Aim of the exercise:
Repeat each record below exactly as given.
+++
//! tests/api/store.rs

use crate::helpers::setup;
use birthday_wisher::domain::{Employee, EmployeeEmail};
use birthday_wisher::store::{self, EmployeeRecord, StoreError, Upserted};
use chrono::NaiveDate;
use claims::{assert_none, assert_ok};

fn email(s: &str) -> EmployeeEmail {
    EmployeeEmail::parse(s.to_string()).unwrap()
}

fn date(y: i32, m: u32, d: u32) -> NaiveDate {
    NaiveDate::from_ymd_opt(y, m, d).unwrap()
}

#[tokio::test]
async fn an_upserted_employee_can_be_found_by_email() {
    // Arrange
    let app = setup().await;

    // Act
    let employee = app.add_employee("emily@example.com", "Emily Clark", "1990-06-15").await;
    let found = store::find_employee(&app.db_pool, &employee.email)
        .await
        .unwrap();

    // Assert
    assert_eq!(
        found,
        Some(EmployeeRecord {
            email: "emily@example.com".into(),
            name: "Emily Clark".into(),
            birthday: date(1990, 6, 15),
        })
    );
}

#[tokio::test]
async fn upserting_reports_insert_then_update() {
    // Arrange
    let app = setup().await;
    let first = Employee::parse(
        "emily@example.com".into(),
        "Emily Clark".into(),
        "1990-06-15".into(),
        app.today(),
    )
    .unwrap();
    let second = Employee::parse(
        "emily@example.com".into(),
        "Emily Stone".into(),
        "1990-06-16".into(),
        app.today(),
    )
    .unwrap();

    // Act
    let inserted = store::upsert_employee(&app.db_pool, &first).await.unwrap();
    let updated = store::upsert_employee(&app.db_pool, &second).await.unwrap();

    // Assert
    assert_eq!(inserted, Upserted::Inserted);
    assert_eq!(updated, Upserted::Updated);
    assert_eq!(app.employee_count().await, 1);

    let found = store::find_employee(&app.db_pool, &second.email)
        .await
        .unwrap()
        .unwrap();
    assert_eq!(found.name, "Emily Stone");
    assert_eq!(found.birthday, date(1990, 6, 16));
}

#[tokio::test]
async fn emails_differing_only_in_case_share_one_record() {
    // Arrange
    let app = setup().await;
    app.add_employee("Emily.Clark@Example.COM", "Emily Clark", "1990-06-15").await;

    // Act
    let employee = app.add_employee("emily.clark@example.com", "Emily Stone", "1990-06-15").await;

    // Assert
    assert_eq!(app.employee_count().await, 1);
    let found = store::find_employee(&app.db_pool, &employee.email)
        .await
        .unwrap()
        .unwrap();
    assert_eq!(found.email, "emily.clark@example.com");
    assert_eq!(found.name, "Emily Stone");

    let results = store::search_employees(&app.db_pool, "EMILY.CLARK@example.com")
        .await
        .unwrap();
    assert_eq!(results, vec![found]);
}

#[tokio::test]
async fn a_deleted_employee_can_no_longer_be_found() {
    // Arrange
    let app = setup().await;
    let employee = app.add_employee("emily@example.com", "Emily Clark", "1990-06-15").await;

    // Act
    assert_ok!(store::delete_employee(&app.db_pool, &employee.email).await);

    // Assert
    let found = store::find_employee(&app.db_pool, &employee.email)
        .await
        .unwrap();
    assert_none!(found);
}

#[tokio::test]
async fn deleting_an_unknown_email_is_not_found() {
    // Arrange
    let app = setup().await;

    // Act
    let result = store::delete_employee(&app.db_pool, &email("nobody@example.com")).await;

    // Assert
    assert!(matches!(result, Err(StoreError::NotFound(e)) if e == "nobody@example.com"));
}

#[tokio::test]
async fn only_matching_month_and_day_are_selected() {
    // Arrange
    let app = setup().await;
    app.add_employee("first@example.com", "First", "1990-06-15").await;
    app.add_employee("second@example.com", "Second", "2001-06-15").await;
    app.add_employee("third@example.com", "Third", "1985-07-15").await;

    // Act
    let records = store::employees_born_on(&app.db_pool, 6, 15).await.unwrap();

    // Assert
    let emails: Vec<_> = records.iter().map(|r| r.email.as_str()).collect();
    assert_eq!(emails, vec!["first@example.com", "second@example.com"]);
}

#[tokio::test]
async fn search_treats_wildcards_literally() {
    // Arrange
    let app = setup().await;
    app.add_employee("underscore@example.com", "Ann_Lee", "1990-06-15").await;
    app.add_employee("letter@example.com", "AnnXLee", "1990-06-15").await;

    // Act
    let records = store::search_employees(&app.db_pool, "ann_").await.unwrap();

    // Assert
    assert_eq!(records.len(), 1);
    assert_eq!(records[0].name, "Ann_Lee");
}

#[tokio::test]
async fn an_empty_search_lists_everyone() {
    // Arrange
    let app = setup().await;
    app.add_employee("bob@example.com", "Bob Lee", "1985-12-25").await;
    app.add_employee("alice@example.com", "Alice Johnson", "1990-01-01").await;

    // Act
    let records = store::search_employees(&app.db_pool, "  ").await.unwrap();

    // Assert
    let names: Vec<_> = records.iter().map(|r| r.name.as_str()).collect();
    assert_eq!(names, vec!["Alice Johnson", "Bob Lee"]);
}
+++
The completed task:
//! tests/api/store.rs

use crate::helpers::setup;
use birthday_wisher::domain::{Employee, EmployeeEmail};
use birthday_wisher::store::{self, EmployeeRecord, StoreError, Upserted};
use chrono::NaiveDate;
use claims::{assert_none, assert_ok};

fn email(s: &str) -> EmployeeEmail {
    EmployeeEmail::parse(s.to_string()).unwrap()
}

fn date(y: i32, m: u32, d: u32) -> NaiveDate {
    NaiveDate::from_ymd_opt(y, m, d).unwrap()
}

#[tokio::test]
async fn an_upserted_employee_can_be_found_by_email() {
    // Arrange
    let app = setup().await;

    // Act
    let employee = app.add_employee("emily@example.com", "Emily Clark", "1990-06-15").await;
    let found = store::find_employee(&app.db_pool, &employee.email)
        .await
        .unwrap();

    // Assert
    assert_eq!(
        found,
        Some(EmployeeRecord {
            email: "emily@example.com".into(),
            name: "Emily Clark".into(),
            birthday: date(1990, 6, 15),
        })
    );
}

#[tokio::test]
async fn upserting_reports_insert_then_update() {
    // Arrange
    let app = setup().await;
    let first = Employee::parse(
        "emily@example.com".into(),
        "Emily Clark".into(),
        "1990-06-15".into(),
        app.today(),
    )
    .unwrap();
    let second = Employee::parse(
        "emily@example.com".into(),
        "Emily Stone".into(),
        "1990-06-16".into(),
        app.today(),
    )
    .unwrap();

    // Act
    let inserted = store::upsert_employee(&app.db_pool, &first).await.unwrap();
    let updated = store::upsert_employee(&app.db_pool, &second).await.unwrap();

    // Assert
    assert_eq!(inserted, Upserted::Inserted);
    assert_eq!(updated, Upserted::Updated);
    assert_eq!(app.employee_count().await, 1);

    let found = store::find_employee(&app.db_pool, &second.email)
        .await
        .unwrap()
        .unwrap();
    assert_eq!(found.name, "Emily Stone");
    assert_eq!(found.birthday, date(1990, 6, 16));
}

#[tokio::test]
async fn emails_differing_only_in_case_share_one_record() {
    // Arrange
    let app = setup().await;
    app.add_employee("Emily.Clark@Example.COM", "Emily Clark", "1990-06-15").await;

    // Act
    let employee = app.add_employee("emily.clark@example.com", "Emily Stone", "1990-06-15").await;

    // Assert
    assert_eq!(app.employee_count().await, 1);
    let found = store::find_employee(&app.db_pool, &employee.email)
        .await
        .unwrap()
        .unwrap();
    assert_eq!(found.email, "emily.clark@example.com");
    assert_eq!(found.name, "Emily Stone");

    let results = store::search_employees(&app.db_pool, "EMILY.CLARK@example.com")
        .await
        .unwrap();
    assert_eq!(results, vec![found]);
}

#[tokio::test]
async fn a_deleted_employee_can_no_longer_be_found() {
    // Arrange
    let app = setup().await;
    let employee = app.add_employee("emily@example.com", "Emily Clark", "1990-06-15").await;

    // Act
    assert_ok!(store::delete_employee(&app.db_pool, &employee.email).await);

    // Assert
    let found = store::find_employee(&app.db_pool, &employee.email)
        .await
        .unwrap();
    assert_none!(found);
}

#[tokio::test]
async fn deleting_an_unknown_email_is_not_found() {
    // Arrange
    let app = setup().await;

    // Act
    let result = store::delete_employee(&app.db_pool, &email("nobody@example.com")).await;

    // Assert
    assert!(matches!(result, Err(StoreError::NotFound(e)) if e == "nobody@example.com"));
}

#[tokio::test]
async fn only_matching_month_and_day_are_selected() {
    // Arrange
    let app = setup().await;
    app.add_employee("first@example.com", "First", "1990-06-15").await;
    app.add_employee("second@example.com", "Second", "2001-06-15").await;
    app.add_employee("third@example.com", "Third", "1985-07-15").await;

    // Act
    let records = store::employees_born_on(&app.db_pool, 6, 15).await.unwrap();

    // Assert
    let emails: Vec<_> = records.iter().map(|r| r.email.as_str()).collect();
    assert_eq!(emails, vec!["first@example.com", "second@example.com"]);
}

#[tokio::test]
async fn search_treats_wildcards_literally() {
    // Arrange
    let app = setup().await;
    app.add_employee("underscore@example.com", "Ann_Lee", "1990-06-15").await;
    app.add_employee("letter@example.com", "AnnXLee", "1990-06-15").await;

    // Act
    let records = store::search_employees(&app.db_pool, "ann_").await.unwrap();

    // Assert
    assert_eq!(records.len(), 1);
    assert_eq!(records[0].name, "Ann_Lee");
}

#[tokio::test]
async fn an_empty_search_lists_everyone() {
    // Arrange
    let app = setup().await;
    app.add_employee("bob@example.com", "Bob Lee", "1985-12-25").await;
    app.add_employee("alice@example.com", "Alice Johnson", "1990-01-01").await;

    // Act
    let records = store::search_employees(&app.db_pool, "  ").await.unwrap();

    // Assert
    let names: Vec<_> = records.iter().map(|r| r.name.as_str()).collect();
    assert_eq!(names, vec!["Alice Johnson", "Bob Lee"]);
}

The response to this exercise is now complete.